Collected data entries
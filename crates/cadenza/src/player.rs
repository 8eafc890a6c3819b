mod collector;
mod decode;
mod event;
mod render;
mod shared;
#[cfg(test)]
mod test;

pub use event::PlaybackEvent;
pub use render::Renderer;

use std::{
	sync::{Arc, atomic::Ordering},
	thread::JoinHandle,
	time::{Duration, Instant},
};

use rtrb::Consumer;

use crate::{
	MAX_OUTPUT_CHANNELS,
	backend::{Backend, DeviceEvent, OutputConfig},
	decoder::Decoder,
	error::PlaybackError,
	ring_buffer::RingBuffer,
	state::{CANCEL_DECODING, DECODING_FINISHED, RENDERING_FINISHED},
};

use self::{collector::Collector, decode::DecodeWorker, shared::PlayerShared};

const STOP_TIMEOUT: Duration = Duration::from_millis(500);
const SEEK_TIMEOUT: Duration = Duration::from_millis(500);
const WAIT_POLL_INTERVAL: Duration = Duration::from_millis(1);

/// The playback state of an [`AudioPlayer`].
#[derive(Debug, Clone, Copy, PartialEq, Eq)]
pub enum PlaybackState {
	/// Device I/O is stopped and no decoders are live.
	Stopped,
	/// The device is running and consuming audio.
	Playing,
	/// Device I/O is suspended; all state is preserved.
	Paused,
}

/// Settings for an [`AudioPlayer`].
pub struct AudioPlayerSettings<B: Backend> {
	/// Settings for the device backend.
	pub backend_settings: B::Settings,
	/// The capacity of the decoded-audio ring buffer in frames
	/// (rounded up to a power of two).
	pub ring_buffer_capacity: usize,
	/// The minimum free ring space, in frames, before the decode
	/// thread pulls another packet.
	pub decode_chunk_frames: usize,
	/// The capacity of each asynchronous event queue.
	pub event_capacity: usize,
}

impl<B: Backend> Default for AudioPlayerSettings<B>
where
	B::Settings: Default,
{
	fn default() -> Self {
		Self {
			backend_settings: B::Settings::default(),
			ring_buffer_capacity: 16_384,
			decode_chunk_frames: 4096,
			event_capacity: 64,
		}
	}
}

/**
Plays a queue of [`Decoder`]s gaplessly through an audio device.

Decoders are drained by a decode thread into a lock-free ring buffer
and consumed by the device's realtime render callback; successive
decoders join with sample accuracy. The player itself is the control
surface: it owns the backend, serializes all state transitions (it is
`&mut self` everywhere) and never touches audio data.

```no_run
use cadenza::{AudioPlayer, AudioPlayerSettings, backend::DefaultBackend};
use cadenza::decoder::SymphoniaDecoder;

let mut player = AudioPlayer::<DefaultBackend>::new(AudioPlayerSettings::default())?;
player.enqueue(SymphoniaDecoder::from_file("intro.flac")?)?;
player.enqueue(SymphoniaDecoder::from_file("main.flac")?)?;
player.play()?;
# Result::<(), Box<dyn std::error::Error>>::Ok(())
```
*/
pub struct AudioPlayer<B: Backend> {
	backend: B,
	shared: Arc<PlayerShared>,
	renderer: Option<Renderer>,
	state: PlaybackState,
	stream_sample_rate: u32,
	decode_thread: Option<JoinHandle<()>>,
	collector_thread: Option<JoinHandle<()>>,
	render_event_consumer: Consumer<PlaybackEvent>,
	decode_event_consumer: Consumer<PlaybackEvent>,
}

impl<B: Backend> AudioPlayer<B> {
	/// Creates a new [`AudioPlayer`] and its worker threads. The
	/// engine starts in the [`Stopped`](PlaybackState::Stopped) state.
	pub fn new(settings: AudioPlayerSettings<B>) -> Result<Self, B::Error> {
		let (backend, config) = B::setup(settings.backend_settings)?;
		let channel_count = (config.channel_count as usize).clamp(1, MAX_OUTPUT_CHANNELS);
		let ring = RingBuffer::new(settings.ring_buffer_capacity, channel_count);
		// the decode thread gates on this much free space; a chunk
		// larger than the ring would deadlock it
		let decode_chunk_frames = settings
			.decode_chunk_frames
			.clamp(1, ring.capacity() / 2);
		let shared = Arc::new(PlayerShared::new(ring, config.sample_rate, channel_count));
		let (render_event_producer, render_event_consumer) =
			rtrb::RingBuffer::new(settings.event_capacity);
		let (decode_event_producer, decode_event_consumer) =
			rtrb::RingBuffer::new(settings.event_capacity);
		let renderer = Renderer::new(shared.clone(), config.sample_rate, render_event_producer);
		let decode_thread =
			DecodeWorker::new(shared.clone(), decode_chunk_frames, decode_event_producer).start();
		let collector_thread = Collector::new(shared.clone()).start();
		Ok(Self {
			backend,
			shared,
			renderer: Some(renderer),
			state: PlaybackState::Stopped,
			stream_sample_rate: config.sample_rate,
			decode_thread: Some(decode_thread),
			collector_thread: Some(collector_thread),
			render_event_consumer,
			decode_event_consumer,
		})
	}

	/// Starts (or resumes) device I/O. Idempotent while playing.
	pub fn play(&mut self) -> Result<(), PlaybackError> {
		match self.state {
			PlaybackState::Playing => Ok(()),
			PlaybackState::Paused => {
				self.backend.resume().map_err(backend_error)?;
				self.shared.device_playing.store(true, Ordering::SeqCst);
				self.state = PlaybackState::Playing;
				Ok(())
			}
			PlaybackState::Stopped => {
				let renderer = self.renderer.take().ok_or(PlaybackError::FatalInternal)?;
				self.backend.start(renderer).map_err(backend_error)?;
				self.shared.device_playing.store(true, Ordering::SeqCst);
				self.state = PlaybackState::Playing;
				Ok(())
			}
		}
	}

	/// Suspends device I/O, preserving all playback state. Idempotent.
	pub fn pause(&mut self) -> Result<(), PlaybackError> {
		if self.state == PlaybackState::Playing {
			self.backend.pause().map_err(backend_error)?;
			self.shared.device_playing.store(false, Ordering::SeqCst);
			self.state = PlaybackState::Paused;
		}
		Ok(())
	}

	/**
	Stops playback entirely: stops device I/O, cancels and closes every
	live decoder, clears the queue and resets the ring buffer.

	Blocks for a bounded time while the decode and collector threads
	drain; returns [`PlaybackError::Timeout`] if they do not settle
	within the bound.
	*/
	pub fn stop(&mut self) -> Result<(), PlaybackError> {
		if self.state != PlaybackState::Stopped {
			if let Some(renderer) = self.backend.stop() {
				self.renderer = Some(renderer);
			}
			self.shared.device_playing.store(false, Ordering::SeqCst);
			self.state = PlaybackState::Stopped;
		}
		self.shared.queue.lock().clear();
		// keep flagging while we wait: the decode thread may be mid-claim
		let decode_idle = self.wait_bounded(STOP_TIMEOUT, || {
			let mut idle = true;
			for slot in self.shared.slots.iter() {
				if slot.is_claimed() && !slot.has_flags(DECODING_FINISHED) {
					if slot.set_flags_if_claimed(CANCEL_DECODING) {
						self.shared.decoder_semaphore.post();
						idle = false;
					}
				}
			}
			idle
		});
		if decode_idle {
			self.shared.ring.reset();
		}
		for slot in self.shared.slots.iter() {
			slot.set_flags_if_claimed(DECODING_FINISHED | RENDERING_FINISHED);
		}
		self.shared.collector_semaphore.post();
		let collected = self.wait_bounded(STOP_TIMEOUT, || {
			self.shared.slots.iter().all(|slot| !slot.is_claimed())
		});
		self.shared.is_seeking.store(false, Ordering::SeqCst);
		self.shared.mute_output.store(false, Ordering::SeqCst);
		if decode_idle && collected {
			Ok(())
		} else {
			Err(PlaybackError::Timeout)
		}
	}

	/**
	Adds a decoder to the end of the playback queue, taking ownership.

	Returns [`PlaybackError::FormatUnsupported`] if the decoder's
	channel count exceeds the engine's configured channel count; the
	engine never reconfigures itself mid-playback.
	*/
	pub fn enqueue(&mut self, decoder: impl Decoder + 'static) -> Result<(), PlaybackError> {
		let format = decoder.format();
		if format.sample_rate == 0 || format.channel_count == 0 {
			return Err(PlaybackError::InvalidArgument);
		}
		if format.channel_count as usize > self.shared.channel_count {
			return Err(PlaybackError::FormatUnsupported);
		}
		self.shared.queue.lock().push_back(Box::new(decoder));
		self.shared.decoder_semaphore.post();
		Ok(())
	}

	/**
	Seeks the current decoder to `frame`.

	Output is muted while the ring buffer is drained and refilled past
	the seek target; the call returns once audio from the new position
	is buffered. A failed seek leaves the playback position unchanged.
	*/
	pub fn seek_to_frame(&mut self, frame: u64) -> Result<(), PlaybackError> {
		let slot = self.shared.current_slot().ok_or(PlaybackError::NotPlaying)?;
		{
			let decoder = slot.decoder.lock();
			let decoder = decoder.as_ref().ok_or(PlaybackError::NotPlaying)?;
			if !decoder.supports_seeking() {
				return Err(PlaybackError::SeekUnsupported);
			}
		}
		if frame >= slot.total_frames() {
			return Err(PlaybackError::InvalidArgument);
		}
		self.shared.is_seeking.store(true, Ordering::SeqCst);
		slot.request_seek(frame);
		self.shared.decoder_semaphore.post();
		let done = self.wait_bounded(SEEK_TIMEOUT, || {
			!self.shared.is_seeking.load(Ordering::SeqCst)
		});
		if done { Ok(()) } else { Err(PlaybackError::Timeout) }
	}

	/// Whether the current decoder supports seeking.
	#[must_use]
	pub fn supports_seeking(&self) -> bool {
		self.shared
			.current_slot()
			.and_then(|slot| {
				slot.decoder
					.lock()
					.as_ref()
					.map(|decoder| decoder.supports_seeking())
			})
			.unwrap_or(false)
	}

	/// Sets the volume applied to every channel, as an amplitude
	/// factor. Takes effect on the next render callback.
	pub fn set_master_volume(&mut self, volume: f64) {
		self.shared.set_master_volume(volume);
	}

	/// Sets the volume of one output channel, as an amplitude factor.
	pub fn set_channel_volume(&mut self, channel: usize, volume: f64) -> Result<(), PlaybackError> {
		if channel >= self.shared.channel_count {
			return Err(PlaybackError::InvalidArgument);
		}
		self.shared.set_channel_volume(channel, volume);
		Ok(())
	}

	/**
	Rebuilds the output stream for a new sample rate.

	The device is stopped, the renderer's converter chain is rebuilt
	and the device restarted if it had been playing. Decoders are not
	touched; playback continues from the same source frame.
	*/
	pub fn set_output_stream_format(&mut self, sample_rate: u32) -> Result<(), PlaybackError> {
		if sample_rate == 0 {
			return Err(PlaybackError::InvalidArgument);
		}
		if sample_rate == self.stream_sample_rate {
			return Ok(());
		}
		let was_playing = self.state == PlaybackState::Playing;
		if self.state != PlaybackState::Stopped {
			if let Some(renderer) = self.backend.stop() {
				self.renderer = Some(renderer);
			}
			self.shared.device_playing.store(false, Ordering::SeqCst);
			self.state = PlaybackState::Stopped;
		}
		let config = OutputConfig {
			sample_rate,
			channel_count: self.shared.channel_count as u16,
		};
		if let Err(error) = self.backend.set_output_config(config) {
			log::error!("stream format change rejected: {error:?}");
			// roll back to the previous configuration
			if was_playing {
				self.play()?;
			}
			return Err(PlaybackError::FormatUnsupported);
		}
		if let Some(renderer) = &mut self.renderer {
			renderer.on_change_sample_rate(sample_rate);
		}
		self.stream_sample_rate = sample_rate;
		if was_playing {
			self.play()?;
		}
		Ok(())
	}

	#[must_use]
	pub fn state(&self) -> PlaybackState {
		self.state
	}

	#[must_use]
	pub fn is_playing(&self) -> bool {
		self.state == PlaybackState::Playing
	}

	/// The playback position within the current decoder, in source
	/// frames, or [`None`] when no decoder is live.
	#[must_use]
	pub fn current_frame(&self) -> Option<u64> {
		self.shared
			.current_slot()
			.map(|slot| slot.playback_position(self.shared.canonical_sample_rate))
	}

	/// The length of the current decoder in source frames.
	#[must_use]
	pub fn total_frames(&self) -> Option<u64> {
		self.shared.current_slot().map(|slot| slot.total_frames())
	}

	/// The playback position within the current decoder, in seconds.
	#[must_use]
	pub fn current_time(&self) -> Option<f64> {
		self.shared.current_slot().map(|slot| {
			slot.playback_position(self.shared.canonical_sample_rate) as f64
				/ slot.sample_rate() as f64
		})
	}

	/// The duration of the current decoder, in seconds.
	#[must_use]
	pub fn total_time(&self) -> Option<f64> {
		self.shared
			.current_slot()
			.map(|slot| slot.total_frames() as f64 / slot.sample_rate() as f64)
	}

	/// The total number of frames the render callback padded with
	/// silence because the ring buffer was starved mid-decoder.
	#[must_use]
	pub fn underrun_frames(&self) -> u64 {
		self.shared.underrun_frames.load(Ordering::SeqCst)
	}

	/// Returns the oldest unread asynchronous event, if any.
	pub fn pop_event(&mut self) -> Option<PlaybackEvent> {
		if let Ok(event) = self.render_event_consumer.pop() {
			return Some(event);
		}
		if let Ok(event) = self.decode_event_consumer.pop() {
			return Some(event);
		}
		match self.backend.pop_device_event() {
			Some(DeviceEvent::DeviceLost) => {
				// the stream is gone; reflect that in the engine state
				self.shared.device_playing.store(false, Ordering::SeqCst);
				self.state = PlaybackState::Stopped;
				Some(PlaybackEvent::PlaybackInterrupted)
			}
			Some(DeviceEvent::ConfigChanged(config)) => {
				self.stream_sample_rate = config.sample_rate;
				Some(PlaybackEvent::StreamFormatChanged {
					sample_rate: config.sample_rate,
				})
			}
			None => None,
		}
	}

	/// Returns a mutable reference to this player's backend.
	pub fn backend_mut(&mut self) -> &mut B {
		&mut self.backend
	}

	fn wait_bounded(&self, timeout: Duration, mut done: impl FnMut() -> bool) -> bool {
		let deadline = Instant::now() + timeout;
		loop {
			if done() {
				return true;
			}
			if Instant::now() > deadline {
				return false;
			}
			std::thread::sleep(WAIT_POLL_INTERVAL);
		}
	}
}

impl<B: Backend> Drop for AudioPlayer<B> {
	fn drop(&mut self) {
		self.shared.keep_decoding.store(false, Ordering::SeqCst);
		self.shared.keep_collecting.store(false, Ordering::SeqCst);
		self.shared.decoder_semaphore.post();
		self.shared.collector_semaphore.post();
		if let Some(handle) = self.decode_thread.take() {
			handle.join().ok();
		}
		if let Some(handle) = self.collector_thread.take() {
			handle.join().ok();
		}
		self.backend.stop();
	}
}

fn backend_error<E: std::fmt::Debug>(error: E) -> PlaybackError {
	log::error!("backend error: {error:?}");
	PlaybackError::DeviceUnavailable
}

» TASK DETAILS
Starting with the first line above and ending with the line that holds "Plays a queue", restate each line word for word and add nothing else.

» OUTPUT
filename crates/cadenza/src/player.rs
repository 8eafc890a6c3819b
mod collector;
mod decode;
mod event;
mod render;
mod shared;
#[cfg(test)]
mod test;

pub use event::PlaybackEvent;
pub use render::Renderer;

use std::{
	sync::{Arc, atomic::Ordering},
	thread::JoinHandle,
	time::{Duration, Instant},
};

use rtrb::Consumer;

use crate::{
	MAX_OUTPUT_CHANNELS,
	backend::{Backend, DeviceEvent, OutputConfig},
	decoder::Decoder,
	error::PlaybackError,
	ring_buffer::RingBuffer,
	state::{CANCEL_DECODING, DECODING_FINISHED, RENDERING_FINISHED},
};

use self::{collector::Collector, decode::DecodeWorker, shared::PlayerShared};

const STOP_TIMEOUT: Duration = Duration::from_millis(500);
const SEEK_TIMEOUT: Duration = Duration::from_millis(500);
const WAIT_POLL_INTERVAL: Duration = Duration::from_millis(1);

/// The playback state of an [`AudioPlayer`].
#[derive(Debug, Clone, Copy, PartialEq, Eq)]
pub enum PlaybackState {
	/// Device I/O is stopped and no decoders are live.
	Stopped,
	/// The device is running and consuming audio.
	Playing,
	/// Device I/O is suspended; all state is preserved.
	Paused,
}

/// Settings for an [`AudioPlayer`].
pub struct AudioPlayerSettings<B: Backend> {
	/// Settings for the device backend.
	pub backend_settings: B::Settings,
	/// The capacity of the decoded-audio ring buffer in frames
	/// (rounded up to a power of two).
	pub ring_buffer_capacity: usize,
	/// The minimum free ring space, in frames, before the decode
	/// thread pulls another packet.
	pub decode_chunk_frames: usize,
	/// The capacity of each asynchronous event queue.
	pub event_capacity: usize,
}

impl<B: Backend> Default for AudioPlayerSettings<B>
where
	B::Settings: Default,
{
	fn default() -> Self {
		Self {
			backend_settings: B::Settings::default(),
			ring_buffer_capacity: 16_384,
			decode_chunk_frames: 4096,
			event_capacity: 64,
		}
	}
}

/**
Plays a queue of [`Decoder`]s gaplessly through an audio device.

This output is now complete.